Inside America's Most Eco-Friendly Homes

Photo: istockphotos
Dan Harding shows us 4 incredible GREEN Homes.

Eco-friendly is quickly evolving from a state of mind into a state of living. Environmental awareness and activism are slowly but surely etching their ways into our collective psyche. Glimpsing solar panels on neighborhood rooftops is an increasingly common experience, the first generations of hybrid cars are sold faster than they can be made, and hardly a product is invented these days without having some sort of green variation.

These are excellent marks of societal advancement, but the real shebang, the real green living landmark, will come when we all find ourselves in eco-friendly housing. When things like passive heating and cooling, daylighting, sustainable lumber, heat recovery ventilation, low-flow, low-VOC and low-impact building move beyond household names and into the households themselves. According to Whole Building Design Guide, buildings account for nearly 70 percent of the electricity the United States consumes on an annual basis, ratcheting up 39 percent of our total energy.
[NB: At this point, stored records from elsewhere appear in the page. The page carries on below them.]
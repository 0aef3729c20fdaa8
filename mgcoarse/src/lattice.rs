//! Lattice geometry, checkerboarding and site indexing.
//!
//! Sites are numbered lexicographically with `x` fastest,
//! `site = x + nx * (y + ny * (z + nz * t))`. Within a checkerboard the index halves the `x` extent,
//! `cb_site = x / 2 + nxh * (y + ny * (z + nz * t))`, and the checkerboard of a site is the parity of
//! `x + y + z + t`.
use std::sync::Arc;

use crate::{
    comm::{GlobalReduce, LocalReduce},
    constants::{N_CHECKERBOARD, N_DIM},
    error::CoarseError,
};

/// Extents or coordinates along each of the four lattice axes, ordered `[x, y, z, t]`.
pub type IndexArray = [usize; N_DIM];

/// Immutable description of a lattice and the degrees of freedom carried at each site.
#[derive(Debug, Clone)]
pub struct LatticeInfo {
    lattice_dims: IndexArray,
    cb_lattice_dims: IndexArray,
    n_sites: usize,
    n_cb_sites: usize,
    n_colors: usize,
    n_spins: usize,
    reducer: Arc<dyn GlobalReduce>,
}

impl LatticeInfo {
    /// Constructor, for a single process lattice.
    ///
    /// # Arguments
    /// * `lattice_dims` - Extents of the lattice, each must be positive and even so that periodic
    ///   neighbours always lie on the opposite checkerboard.
    /// * `n_colors` - Number of colours per site.
    /// * `n_spins` - Number of spins per site, must be positive. Clover fields and the coarse operator
    ///   further need an even count so that sites split into two chiralities.
    pub fn new(
        lattice_dims: IndexArray,
        n_colors: usize,
        n_spins: usize,
    ) -> Result<Self, CoarseError> {
        Self::with_reducer(lattice_dims, n_colors, n_spins, Arc::new(LocalReduce))
    }

    /// Constructor with an explicit global reduction backend.
    ///
    /// # Arguments
    /// * `lattice_dims` - Extents of the lattice.
    /// * `n_colors` - Number of colours per site.
    /// * `n_spins` - Number of spins per site.
    /// * `reducer` - Backend used to sum partial reductions over processes.
    pub fn with_reducer(
        lattice_dims: IndexArray,
        n_colors: usize,
        n_spins: usize,
        reducer: Arc<dyn GlobalReduce>,
    ) -> Result<Self, CoarseError> {
        if lattice_dims.iter().any(|&d| d == 0 || d % 2 != 0) {
            return Err(CoarseError::InvalidGeometry(format!(
                "lattice dimensions {:?} must be positive and even",
                lattice_dims
            )));
        }

        if n_colors == 0 {
            return Err(CoarseError::InvalidGeometry(
                "number of colours must be positive".to_string(),
            ));
        }

        if n_spins == 0 {
            return Err(CoarseError::InvalidGeometry(
                "number of spins must be positive".to_string(),
            ));
        }

        let mut cb_lattice_dims = lattice_dims;
        cb_lattice_dims[0] /= 2;

        let n_sites = lattice_dims.iter().product::<usize>();

        Ok(Self {
            lattice_dims,
            cb_lattice_dims,
            n_sites,
            n_cb_sites: n_sites / N_CHECKERBOARD,
            n_colors,
            n_spins,
            reducer,
        })
    }

    /// Lattice extents.
    pub fn lattice_dims(&self) -> &IndexArray {
        &self.lattice_dims
    }

    /// Extents of a single checkerboard, the `x` extent is halved.
    pub fn cb_lattice_dims(&self) -> &IndexArray {
        &self.cb_lattice_dims
    }

    /// Number of lattice sites.
    pub fn n_sites(&self) -> usize {
        self.n_sites
    }

    /// Number of sites on each checkerboard.
    pub fn n_cb_sites(&self) -> usize {
        self.n_cb_sites
    }

    /// Number of colours.
    pub fn n_colors(&self) -> usize {
        self.n_colors
    }

    /// Number of spins.
    pub fn n_spins(&self) -> usize {
        self.n_spins
    }

    /// Number of combined colour-spin components per site.
    pub fn n_colorspins(&self) -> usize {
        self.n_colors * self.n_spins
    }

    /// Backend used for reductions over processes.
    pub fn reducer(&self) -> &dyn GlobalReduce {
        self.reducer.as_ref()
    }

    /// Two lattices are compatible when extents, colours and spins all match.
    /// The reduction backend does not take part in the comparison.
    pub fn is_compatible(&self, other: &LatticeInfo) -> bool {
        self.lattice_dims == other.lattice_dims
            && self.cb_lattice_dims == other.cb_lattice_dims
            && self.n_cb_sites == other.n_cb_sites
            && self.n_colors == other.n_colors
            && self.n_spins == other.n_spins
    }

    /// Lexicographic index of a site.
    pub fn coords_to_site(&self, coords: &IndexArray) -> usize {
        let [nx, ny, nz, _] = self.lattice_dims;
        coords[0] + nx * (coords[1] + ny * (coords[2] + nz * coords[3]))
    }

    /// Coordinates of a site from its lexicographic index.
    pub fn site_to_coords(&self, site: usize) -> IndexArray {
        let [nx, ny, nz, _] = self.lattice_dims;
        let x = site % nx;
        let yzt = site / nx;
        let y = yzt % ny;
        let zt = yzt / ny;
        [x, y, zt % nz, zt / nz]
    }

    /// Checkerboard of a site, the parity of its coordinate sum.
    pub fn checkerboard(coords: &IndexArray) -> usize {
        coords.iter().sum::<usize>() & 1
    }

    /// Checkerboard and index within the checkerboard of a site.
    pub fn coords_to_cb_index(&self, coords: &IndexArray) -> (usize, usize) {
        let [nxh, ny, nz, _] = self.cb_lattice_dims;
        let cb_site = coords[0] / 2 + nxh * (coords[1] + ny * (coords[2] + nz * coords[3]));
        (Self::checkerboard(coords), cb_site)
    }

    /// Coordinates of the site with a given index on a given checkerboard.
    pub fn cb_index_to_coords(&self, cb: usize, cb_site: usize) -> IndexArray {
        let [nxh, ny, nz, _] = self.cb_lattice_dims;
        let yzt = cb_site / nxh;
        let xcb = cb_site - nxh * yzt;
        let zt = yzt / ny;
        let y = yzt - ny * zt;
        let t = zt / nz;
        let z = zt - nz * t;
        let x = 2 * xcb + ((cb + y + z + t) & 1);
        [x, y, z, t]
    }

    /// Checkerboard and index within the checkerboard of a site given by lexicographic index.
    pub fn site_to_cb_index(&self, site: usize) -> (usize, usize) {
        self.coords_to_cb_index(&self.site_to_coords(site))
    }
}

/// Assert that two lattices are compatible.
///
/// Continuing with mismatched fields would silently corrupt results, so a mismatch is fatal.
///
/// # Panics
/// If the extents, colours or spins of the two lattices differ.
#[track_caller]
pub fn assert_compatible(a: &LatticeInfo, b: &LatticeInfo) {
    if !a.is_compatible(b) {
        tracing::error!(
            left_dims = ?a.lattice_dims(),
            right_dims = ?b.lattice_dims(),
            left_colors = a.n_colors(),
            right_colors = b.n_colors(),
            left_spins = a.n_spins(),
            right_spins = b.n_spins(),
            "incompatible lattices"
        );
        panic!(
            "Incompatible lattices: dims {:?} vs {:?}, colors {} vs {}, spins {} vs {}",
            a.lattice_dims(),
            b.lattice_dims(),
            a.n_colors(),
            b.n_colors(),
            a.n_spins(),
            b.n_spins()
        );
    }
}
Buildings emit nearly 40 percent of our total carbon dioxide emissions as well.

Granted, much of this consumption stems from commercial or industrial buildings, but reducing society's consumption of fossil fuels demands an all-hands-on-deck approach in which the smallest home is as important as the largest manufacturing plant or data center.

The need for energy efficient homes is pressing, to say the least. That's why governments around the world are trying to incentivize homeowners to upgrade. And so the green building movement is on, catalyzed by a combination of government incentive and eco-friendly will. A handful of homes in America are leading the way, pioneering approaches to green building that may soon become the standard rather than the standout. Here is a small sampling of these groundbreaking eco-friendly homes:

Bill Gottfried's “Greenest Home in America”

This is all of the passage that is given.